O antropólogo Bronislaw Kasper Malinowski se embrenhou nas ilhas do Pacífico para estudar o comportamento das tribos aborígenes no século 19. Mais do que apenas ver, o polonês decidiu vivenciar rituais, crenças, vestimentas, linguagens e trejeitos identitários, que se transformaram em dados capazes de delimitar a cultura e as práticas sociais daquelas comunidades.
A experiência de campo inaugurou a etnografia, que evoluiu para o ambiente urbano com estudos de Howard Becker e William Whyte nos anos 1950. Duas décadas depois, essa metodologia qualitativa encontrou nas esquinas de Copacabana, no Rio de Janeiro, as bases para a antropologia brasileira no trabalho guiado pelo professor Gilberto Velho.
“O marketing resistiu durante muito tempo ao uso da etnografia, técnica considerada longa, cara e que demanda mão de obra qualificada. Preferia as pesquisas de mercado quantitativas”, lembra o professor José Mauro Nunes, da FGV Ebape.
Mas com a abertura econômica do Brasil a partir da década de 1990, estilos de vida urbanos se pulverizaram, levando as empresas, especialmente do setor de bens de consumo, a investirem na etnografia para entender os meandros da recuperação.
Piso frio, panelas de teflon, máquina de lavar. Surgia uma nova classe média. Foi nessa fase que muitos brasileiros introduziram itens que nunca haviam entrado em suas cestas básicas.
Dos governos de Fernando Henrique Cardoso a Lula, o fenômeno pode ser visto no documentário A família Braz, de Dorrit Harazim e Arthur Fontes, que acompanhou as transformações de moradores da Vila Brasilândia, em São Paulo, entre os anos de 2001 e 2011.
Depois da abertura econômica veio a revolução digital. Acentuado pelas redes sociais, o movimento fez com que o método etnográfico fosse adaptado para o ambiente digital, impondo novas empreitadas exploratórias, só que no mar de dados da internet.
Nos Estados Unidos, a comunidade de fãs da saga Star Wars foi uma das primeiras a serem estudadas pelo professor canadense Robert Kozinets, considerado o pai da netnografia, que tem o especialista em comportamento do consumidor Daron Muller como expoente na Inglaterra.
A netnografia ou etnografia digital deixa claro que os seres humanos atribuem significados a produtos e serviços às suas vidas. “Estudar netnografia e etnografia significa entender que a cultura envelopa as decisões de compra dos consumidores”, esclarece Nunes.
No campo
Hoje, empresas como a Reckitt Health & Nutrition Comercial vão a fundo na estratégia. A empresa iniciou neste ano um trabalho de segmentação por meio de tribos para algumas marcas. As pastilhas para dor de garganta Strepsils, por exemplo, terão mensagens customizadas a partir das necessidades destes grupos. Para 2022, o objetivo é atingir a totalidade das marcas com as campanhas de digital parametrizadas por esse modelo.

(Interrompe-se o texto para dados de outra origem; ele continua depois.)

//! Inflation growth and present-value discounting
//!
//! Both factors use the integer year offset from the base year. Proration of
//! a partial terminal year happens through the timing weight, never through
//! a fractional exponent.

use crate::catalog::Item;
use crate::error::{ProjectionError, Result};
use crate::plan::ProjectionSettings;
use serde::{Deserialize, Serialize};

/// Nominal and present-value amounts for one cell of the schedule
#[derive(Debug, Clone, Copy, Default, PartialEq, Serialize, Deserialize)]
pub struct CostPair {
    pub nominal: f64,
    pub present_value: f64,
}

impl CostPair {
    pub fn new(nominal: f64, present_value: f64) -> Self {
        Self { nominal, present_value }
    }

    pub fn add(&mut self, other: CostPair) {
        self.nominal += other.nominal;
        self.present_value += other.present_value;
    }
}

/// Single-rate annual discount curve
#[derive(Debug, Clone, Copy, PartialEq, Serialize, Deserialize)]
pub struct DiscountCurve {
    /// Annual discount rate as a decimal
    pub annual_rate: f64,

    /// When false every discount factor is 1
    pub enabled: bool,
}

impl DiscountCurve {
    pub fn single_rate(annual_rate: f64) -> Self {
        Self { annual_rate, enabled: true }
    }

    pub fn disabled() -> Self {
        Self { annual_rate: 0.0, enabled: false }
    }

    pub fn from_settings(settings: &ProjectionSettings) -> Self {
        Self {
            annual_rate: settings.discount_rate,
            enabled: settings.discounting_enabled,
        }
    }

    /// (1 + r)^years, or 1 when discounting is off
    pub fn discount_factor(&self, years: u32) -> Result<f64> {
        if !self.enabled {
            return Ok(1.0);
        }
        compound_factor("discount", self.annual_rate, years)
    }

    /// Amount `years` out expressed in base-year dollars
    pub fn present_value(&self, amount: f64, years: u32) -> Result<f64> {
        Ok(amount / self.discount_factor(years)?)
    }
}

/// (1 + rate)^years, rejecting a zero or non-finite result
pub fn compound_factor(kind: &str, rate: f64, years: u32) -> Result<f64> {
    let exponent = i32::try_from(years)
        .map_err(|_| ProjectionError::Computation(format!("{} exponent {} out of range", kind, years)))?;
    let factor = (1.0 + rate).powi(exponent);
    if factor == 0.0 || !factor.is_finite() {
        return Err(ProjectionError::Computation(format!(
            "{} factor for rate {} over {} years is {}",
            kind, rate, years, factor
        )));
    }
    Ok(factor)
}

/// Prices items for a given base year and discount curve
#[derive(Debug, Clone, Copy)]
pub struct CostModel {
    base_year: i32,
    curve: DiscountCurve,
}

impl CostModel {
    pub fn new(base_year: i32, curve: DiscountCurve) -> Self {
        Self { base_year, curve }
    }

    pub fn from_settings(settings: &ProjectionSettings) -> Self {
        Self::new(settings.base_year, DiscountCurve::from_settings(settings))
    }

    pub fn curve(&self) -> &DiscountCurve {
        &self.curve
    }

    /// Cost of `item` in `year` at timing weight `weight`
    ///
    /// nominal = unit_cost × frequency × (1 + inflation)^elapsed × weight
    pub fn cost_at(&self, item: &Item, year: i32, weight: f64) -> Result<CostPair> {
        if weight == 0.0 {
            return Ok(CostPair::default());
        }

        let elapsed = u32::try_from(year - self.base_year).map_err(|_| {
            ProjectionError::Computation(format!(
                "year {} precedes base year {}",
                year, self.base_year
            ))
        })?;

        let growth = compound_factor("inflation", item.inflation_rate, elapsed)?;
        let nominal = item.base_annual_cost() * growth * weight;
        let present_value = self.curve.present_value(nominal, elapsed)?;

        Ok(CostPair { nominal, present_value })
    }
}

#[cfg(test)]
mod tests {
    use super::*;
    use approx::assert_relative_eq;

    fn item(inflation: f64) -> Item {
        Item::recurring("Visit", 100.0, 1.0, inflation, 2025, 2025).unwrap()
    }

    #[test]
    fn test_base_year_cost() {
        let model = CostModel::new(2025, DiscountCurve::single_rate(0.0));
        let cost = model.cost_at(&item(0.0), 2025, 1.0).unwrap();
        assert_eq!(cost.nominal, 100.0);
        assert_eq!(cost.present_value, 100.0);
    }

    #[test]
    fn test_inflation_one_year_out() {
        let model = CostModel::new(2025, DiscountCurve::single_rate(0.0));
        let cost = model.cost_at(&item(0.10), 2026, 1.0).unwrap();
        assert_relative_eq!(cost.nominal, 110.0, epsilon = 1e-9);
    }

    #[test]
    fn test_zero_discount_is_exact() {
        let model = CostModel::new(2025, DiscountCurve::single_rate(0.0));
        for year in 2025..2070 {
            let cost = model.cost_at(&item(0.037), year, 1.0).unwrap();
            assert_eq!(cost.present_value, cost.nominal);
        }
    }

    #[test]
    fn test_discounting() {
        let model = CostModel::new(2025, DiscountCurve::single_rate(0.05));
        let cost = model.cost_at(&item(0.0), 2027, 1.0).unwrap();
        assert_relative_eq!(cost.present_value, 100.0 / 1.05_f64.powi(2), epsilon = 1e-9);
    }

    #[test]
    fn test_disabled_discounting() {
        let model = CostModel::new(2025, DiscountCurve::disabled());
        let cost = model.cost_at(&item(0.03), 2040, 1.0).unwrap();
        assert_eq!(cost.present_value, cost.nominal);
    }

    #[test]
    fn test_weight_prorates_with_integer_exponent() {
        let model = CostModel::new(2025, DiscountCurve::single_rate(0.0));
        let cost = model.cost_at(&item(0.10), 2027, 0.5).unwrap();
        assert_relative_eq!(cost.nominal, 100.0 * 1.21 * 0.5, epsilon = 1e-9);
    }

    #[test]
    fn test_year_before_base_is_computation_error() {
        let model = CostModel::new(2025, DiscountCurve::single_rate(0.03));
        let result = model.cost_at(&item(0.0), 2024, 1.0);
        assert!(matches!(result, Err(ProjectionError::Computation(_))));
    }

    #[test]
    fn test_zero_discount_factor_guarded() {
        let curve = DiscountCurve::single_rate(-1.0);
        assert!(matches!(curve.present_value(100.0, 3), Err(ProjectionError::Computation(_))));
    }
}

O mapeamento de insights e oportunidades em projetos de inovação inclui o canal Consumer Care (Serviço de Atendimento ao Consumidor); pesquisas de painéis de consumidores; monitoramento da concorrência; estudos qualitativos, como grupos, entrevistas, tríades e workshops com consumidores; e quantitativos, sejam eles ad-hocs, como teste de conceito, embalagem ou filmes.
“Também realizamos pesquisas mais sindicalizadas, como painéis de varejo, lares e consumidores”, diz Bruno Widmer, gerente sênior de categoria da Reckitt Health & Nutrition Comercial, que ainda tem um time dedicado para community management e social listening, que monitora marcas e categorias nas redes sociais.

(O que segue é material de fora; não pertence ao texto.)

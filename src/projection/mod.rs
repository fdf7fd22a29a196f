//! Cost projection: timing resolution, inflation/discounting and schedule building

pub mod timing;
mod discount;
mod schedule;
mod summary;
mod engine;

pub use discount::{compound_factor, CostModel, CostPair, DiscountCurve};
pub use schedule::{CostSchedule, CostScheduleRow, ItemColumn};
pub use summary::{CategorySummary, ItemSummary, Summary};
pub use engine::{project, ProjectionResult, ScheduleBuilder};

Os relatórios apoiam as decisões dos times de marketing, inovação e desenvolvimento. A atuação na área de medicamentos e nutrição ainda exige a montagem de painéis com médicos, nutricionistas e profissionais da saúde.
Dona das marcas Olla e Jontex, a empresa estuda o bem-estar sexual, e percebeu a importância de desmistificar alguns tabus.
O lubrificante íntimo Jontex Naturals propôs o empoderamento das mulheres e, em 2020, lançou a campanha Delete o Normal, que convidava a repensar atitudes nocivas. Com o antigases Luftal, veio uma abordagem educativa sobre o funcionamento do produto.
Na P&G, o trabalho etnográfico online busca reduzir o viés dos métodos tradicionais, trazendo histórias que se conectam com percepções inconscientes dos brasileiros por meio de entrevistas e atividades feitas conforme cada pergunta de negócio.
“A antropologia tem sido a nossa base para conhecer mais os brasileiros. Por meio da internet, conseguimos estudar as diferentes culturas e aprender através do exercício da alteridade, desconstruindo diariamente mitos etnocêntricos”, explica Marcos Bauer, diretor sênior de analytics, insights e desenvolvimento de categorias da P&G Brasil.
Na prática
Nos últimos dois anos, os diários de consumidor da P&G renderam mais de 200 horas de vídeo sobre as casas de mais de 50 brasileiros. Rotina, família e preferências em relação aos produtos comercializados foram alguns dos temas investigados por especialistas em ciências humanas e sociais.
“Com a pandemia e o isolamento, os brasileiros não estavam apenas sentindo falta das pessoas queridas, mas de si mesmos e da própria individualidade”, aponta Bauer. Entre as respostas, estão o lançamento de Downy Spray Higienizador; Ariel 3em1, que lava roupas, superfícies e pisos; a Pasta Oral-B 100%; e a linha Pantene Bambu, que combate o efeito do estresse no cabelo.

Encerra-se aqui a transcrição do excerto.